- _Materials provided_

Segment Open

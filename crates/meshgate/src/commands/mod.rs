//! Command dispatch: bridges CLI args -> session calls -> output formatting.

pub mod app_keys;
pub mod beacons;
pub mod config_cmd;
pub mod gateways;
pub mod health;
pub mod model;
pub mod network;
pub mod nodes;
pub mod shell;
pub mod subnets;
pub mod subscriptions;
pub mod util;

use meshgate_core::Session;

use crate::cli::{Command, GlobalOpts};
use crate::error::CliError;

/// Dispatch a gateway-bound command to the appropriate handler.
pub async fn dispatch(cmd: Command, session: &Session, global: &GlobalOpts) -> Result<(), CliError> {
    match cmd {
        Command::Beacons => beacons::handle(session, global).await,
        Command::Subnets(args) => subnets::handle(session, args, global).await,
        Command::AppKeys(args) => app_keys::handle(session, args, global).await,
        Command::Nodes(args) => nodes::handle(session, args, global).await,
        Command::Subscriptions(args) => subscriptions::handle(session, args, global).await,
        Command::Health(args) => health::handle(session, args, global).await,
        Command::Model(args) => model::handle(session, args, global).await,
        Command::Network(args) => network::handle(session, args, global).await,
        Command::Shell => shell::run(session, global).await,
        // Handled before a session is opened
        Command::Gateways | Command::Config(_) | Command::Completions(_) => {
            Err(CliError::Internal("command does not use a gateway session".into()))
        }
    }
}
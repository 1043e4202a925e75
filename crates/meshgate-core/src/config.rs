// ── Runtime session configuration ──
//
// Describes how to reach one gateway. Carries credential data and
// timing knobs but never touches disk; `meshgate-config` builds it.

use std::time::Duration;

use secrecy::SecretString;
use url::Url;

use meshgate_api::{ReconnectConfig, TlsFiles};

/// Default bound on every gateway round trip.
pub const DEFAULT_TIMEOUT: Duration = Duration::from_secs(15);

/// Where the MQTT broker and topic prefix come from.
#[derive(Debug, Clone)]
pub enum Endpoint {
    /// Ask the nRF Cloud account API for the broker and topic prefix.
    Account { api_url: Url, api_key: SecretString },
    /// Connect to a known broker directly.
    Broker {
        host: String,
        topic_prefix: String,
        client_id: String,
    },
}

/// Configuration for a single gateway session.
#[derive(Debug, Clone)]
pub struct SessionConfig {
    pub endpoint: Endpoint,
    pub gateway_id: String,
    pub port: u16,
    /// Mutual-TLS material; `None` for plain TCP to a local broker.
    pub tls: Option<TlsFiles>,
    pub keep_alive: Duration,
    /// Bound on each request/response round trip (and on each discovery step).
    pub timeout: Duration,
    /// Discover nodes that appear in a later node list after a refresh.
    pub rediscover_new_nodes: bool,
    /// Run a full network refresh as soon as the session is connected.
    pub discover_on_connect: bool,
    pub reconnect: ReconnectConfig,
}

impl SessionConfig {
    pub fn new(endpoint: Endpoint, gateway_id: impl Into<String>) -> Self {
        Self {
            endpoint,
            gateway_id: gateway_id.into(),
            port: 8883,
            tls: None,
            keep_alive: Duration::from_secs(30),
            timeout: DEFAULT_TIMEOUT,
            rediscover_new_nodes: true,
            discover_on_connect: false,
            reconnect: ReconnectConfig::default(),
        }
    }
}

impl Endpoint {
    /// Human-readable location, for diagnostics.
    pub fn describe(&self) -> String {
        match self {
            Self::Account { api_url, .. } => api_url.to_string(),
            Self::Broker { host, .. } => host.clone(),
        }
    }
}
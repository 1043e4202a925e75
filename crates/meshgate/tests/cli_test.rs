//! Integration tests for the `meshgate` CLI binary.
//!
//! Argument parsing, help output, shell completions, config handling and
//! the errors raised before any broker is reached. No gateway needed.
#![allow(clippy::unwrap_used)]

use std::path::Path;

use assert_cmd::cargo::cargo_bin_cmd;
use predicates::prelude::*;
use tempfile::TempDir;

// ── Helpers ─────────────────────────────────────────────────────────

/// A `meshgate` command whose config lives under `home`.
///
/// Clears every `MESHGATE_*` variable the CLI reads so the user's real
/// environment never leaks into a test.
fn meshgate_cmd(home: &Path) -> assert_cmd::Command {
    let mut cmd = cargo_bin_cmd!("meshgate");
    cmd.env("HOME", home)
        .env("XDG_CONFIG_HOME", home)
        .env_remove("MESHGATE_PROFILE")
        .env_remove("MESHGATE_GATEWAY")
        .env_remove("MESHGATE_API_KEY")
        .env_remove("MESHGATE_OUTPUT")
        .env_remove("MESHGATE_TIMEOUT")
        .env_remove("RUST_LOG")
        .current_dir(home);
    cmd
}

fn write_config(home: &Path, body: &str) {
    let dir = home.join("meshgate");
    std::fs::create_dir_all(&dir).unwrap();
    std::fs::write(dir.join("config.toml"), body).unwrap();
}

fn combined_output(output: &std::process::Output) -> String {
    let stdout = String::from_utf8_lossy(&output.stdout);
    let stderr = String::from_utf8_lossy(&output.stderr);
    format!("{stdout}{stderr}")
}

// ── Basic invocation ────────────────────────────────────────────────

#[test]
fn test_no_args_shows_help() {
    let home = TempDir::new().unwrap();
    let output = meshgate_cmd(home.path()).output().unwrap();
    assert_eq!(output.status.code(), Some(2), "Expected exit code 2");
    let text = combined_output(&output);
    assert!(text.contains("Usage"), "Expected 'Usage' in output:\n{text}");
}

#[test]
fn test_help_flag() {
    let home = TempDir::new().unwrap();
    meshgate_cmd(home.path()).arg("--help").assert().success().stdout(
        predicate::str::contains("Bluetooth mesh")
            .and(predicate::str::contains("nodes"))
            .and(predicate::str::contains("subnets"))
            .and(predicate::str::contains("health")),
    );
}

#[test]
fn test_version_flag() {
    let home = TempDir::new().unwrap();
    meshgate_cmd(home.path())
        .arg("--version")
        .assert()
        .success()
        .stdout(predicate::str::contains("meshgate"));
}

// ── Shell completions ───────────────────────────────────────────────

#[test]
fn test_completions_bash() {
    let home = TempDir::new().unwrap();
    meshgate_cmd(home.path())
        .args(["completions", "bash"])
        .assert()
        .success()
        .stdout(predicate::str::is_empty().not());
}

#[test]
fn test_completions_zsh() {
    let home = TempDir::new().unwrap();
    meshgate_cmd(home.path())
        .args(["completions", "zsh"])
        .assert()
        .success()
        .stdout(predicate::str::contains("#compdef"));
}

#[test]
fn test_completions_to_file() {
    let home = TempDir::new().unwrap();
    let out = home.path().join("meshgate.fish");
    meshgate_cmd(home.path())
        .args(["completions", "fish", "--out"])
        .arg(&out)
        .assert()
        .success();
    assert!(std::fs::read_to_string(out).unwrap().contains("meshgate"));
}

// ── Argument errors ─────────────────────────────────────────────────

#[test]
fn test_invalid_subcommand() {
    let home = TempDir::new().unwrap();
    let output = meshgate_cmd(home.path()).arg("foobar").output().unwrap();
    assert!(!output.status.success());
    let text = combined_output(&output);
    assert!(
        text.contains("unrecognized") || text.contains("foobar"),
        "Expected error mentioning invalid subcommand:\n{text}"
    );
}

#[test]
fn test_invalid_output_format() {
    let home = TempDir::new().unwrap();
    meshgate_cmd(home.path())
        .args(["--output", "xml", "nodes", "list"])
        .assert()
        .failure()
        .code(2);
}

#[test]
fn test_address_out_of_range() {
    let home = TempDir::new().unwrap();
    meshgate_cmd(home.path())
        .args(["nodes", "discover", "0x10000"])
        .assert()
        .code(2)
        .stderr(predicate::str::contains("out of range"));
}

#[test]
fn test_delay_requires_transition() {
    let home = TempDir::new().unwrap();
    meshgate_cmd(home.path())
        .args(["model", "onoff", "0x0005", "on", "--delay", "2"])
        .assert()
        .code(2);
}

// ── Configuration errors (exit 3) ───────────────────────────────────

#[test]
fn test_nodes_list_without_config() {
    let home = TempDir::new().unwrap();
    meshgate_cmd(home.path())
        .args(["nodes", "list"])
        .assert()
        .code(3)
        .stderr(predicate::str::contains("config"));
}

#[test]
fn test_unknown_profile() {
    let home = TempDir::new().unwrap();
    write_config(home.path(), "[profiles.lab]\ngateway_id = \"nrf-1\"\n");
    meshgate_cmd(home.path())
        .args(["--profile", "missing", "beacons"])
        .assert()
        .code(3)
        .stderr(predicate::str::contains("lab"));
}

#[test]
fn test_profile_without_gateway() {
    let home = TempDir::new().unwrap();
    write_config(home.path(), "[profiles.default]\nhost = \"127.0.0.1\"\n");
    meshgate_cmd(home.path())
        .args(["subnets", "list"])
        .assert()
        .code(3)
        .stderr(predicate::str::contains("gateway"));
}

#[test]
fn test_missing_tls_credentials() {
    let home = TempDir::new().unwrap();
    write_config(
        home.path(),
        "[profiles.default]\nhost = \"127.0.0.1\"\ngateway_id = \"nrf-1\"\ncredentials = \"nowhere\"\n",
    );
    meshgate_cmd(home.path())
        .args(["subscriptions", "list"])
        .assert()
        .code(3)
        .stderr(predicate::str::contains("caCert.crt"));
}

// ── Config subcommands ──────────────────────────────────────────────

#[test]
fn test_config_path_under_home() {
    let home = TempDir::new().unwrap();
    meshgate_cmd(home.path())
        .args(["config", "path"])
        .assert()
        .success()
        .stdout(predicate::str::contains(home.path().to_string_lossy().as_ref()));
}

#[test]
fn test_config_show_no_config() {
    let home = TempDir::new().unwrap();
    meshgate_cmd(home.path())
        .args(["config", "show"])
        .assert()
        .success()
        .stdout(predicate::str::contains("[defaults]"));
}

#[test]
fn test_config_set_then_show_redacts_key() {
    let home = TempDir::new().unwrap();
    meshgate_cmd(home.path())
        .args(["config", "set", "gateway_id", "nrf-42"])
        .assert()
        .success();
    meshgate_cmd(home.path())
        .args(["config", "set", "api-key", "hunter2"])
        .assert()
        .success();

    meshgate_cmd(home.path())
        .args(["config", "show"])
        .assert()
        .success()
        .stdout(
            predicate::str::contains("gateway_id = \"nrf-42\"")
                .and(predicate::str::contains("****"))
                .and(predicate::str::contains("hunter2").not()),
        );
}

#[test]
fn test_config_set_unknown_key() {
    let home = TempDir::new().unwrap();
    meshgate_cmd(home.path())
        .args(["config", "set", "controller", "x"])
        .assert()
        .code(2)
        .stderr(predicate::str::contains("Valid keys"));
}

#[test]
fn test_config_use_and_profiles() {
    let home = TempDir::new().unwrap();
    write_config(
        home.path(),
        "[profiles.lab]\ngateway_id = \"nrf-1\"\n\n[profiles.home]\ngateway_id = \"nrf-2\"\n",
    );
    meshgate_cmd(home.path())
        .args(["config", "use", "home"])
        .assert()
        .success();
    meshgate_cmd(home.path())
        .args(["config", "profiles"])
        .assert()
        .success()
        .stdout(predicate::str::contains("home *").and(predicate::str::contains("lab")));
}

#[test]
fn test_config_use_unknown_profile() {
    let home = TempDir::new().unwrap();
    meshgate_cmd(home.path())
        .args(["config", "use", "nope"])
        .assert()
        .code(3);
}

#[test]
fn test_config_show_json() {
    let home = TempDir::new().unwrap();
    let output = meshgate_cmd(home.path())
        .args(["-o", "json", "config", "show"])
        .output()
        .unwrap();
    assert!(output.status.success());
    let value: serde_json::Value = serde_json::from_slice(&output.stdout).unwrap();
    assert_eq!(value["defaults"]["timeout"], 15);
}

// ── Subcommand discovery ────────────────────────────────────────────

#[test]
fn test_nodes_subcommands_exist() {
    let home = TempDir::new().unwrap();
    meshgate_cmd(home.path())
        .args(["nodes", "--help"])
        .assert()
        .success()
        .stdout(
            predicate::str::contains("list")
                .and(predicate::str::contains("discover"))
                .and(predicate::str::contains("configure"))
                .and(predicate::str::contains("provision")),
        );
}

#[test]
fn test_health_subcommands_exist() {
    let home = TempDir::new().unwrap();
    meshgate_cmd(home.path())
        .args(["health", "--help"])
        .assert()
        .success()
        .stdout(
            predicate::str::contains("faults")
                .and(predicate::str::contains("attention"))
                .and(predicate::str::contains("client-timeout")),
        );
}

#[test]
fn test_config_subcommands_exist() {
    let home = TempDir::new().unwrap();
    meshgate_cmd(home.path())
        .args(["config", "--help"])
        .assert()
        .success()
        .stdout(
            predicate::str::contains("init")
                .and(predicate::str::contains("show"))
                .and(predicate::str::contains("use"))
                .and(predicate::str::contains("set-key")),
        );
}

Segment Closed

The reply should hold only the lines from the first line of the listing above through the line with "pub async fn", each copied exactly.

filename crates/meshgate/src/commands/mod.rs
//! Command dispatch: bridges CLI args -> session calls -> output formatting.

pub mod app_keys;
pub mod beacons;
pub mod config_cmd;
pub mod gateways;
pub mod health;
pub mod model;
pub mod network;
pub mod nodes;
pub mod shell;
pub mod subnets;
pub mod subscriptions;
pub mod util;

use meshgate_core::Session;

use crate::cli::{Command, GlobalOpts};
use crate::error::CliError;

/// Dispatch a gateway-bound command to the appropriate handler.
pub async fn dispatch(cmd: Command, session: &Session, global: &GlobalOpts) -> Result<(), CliError> {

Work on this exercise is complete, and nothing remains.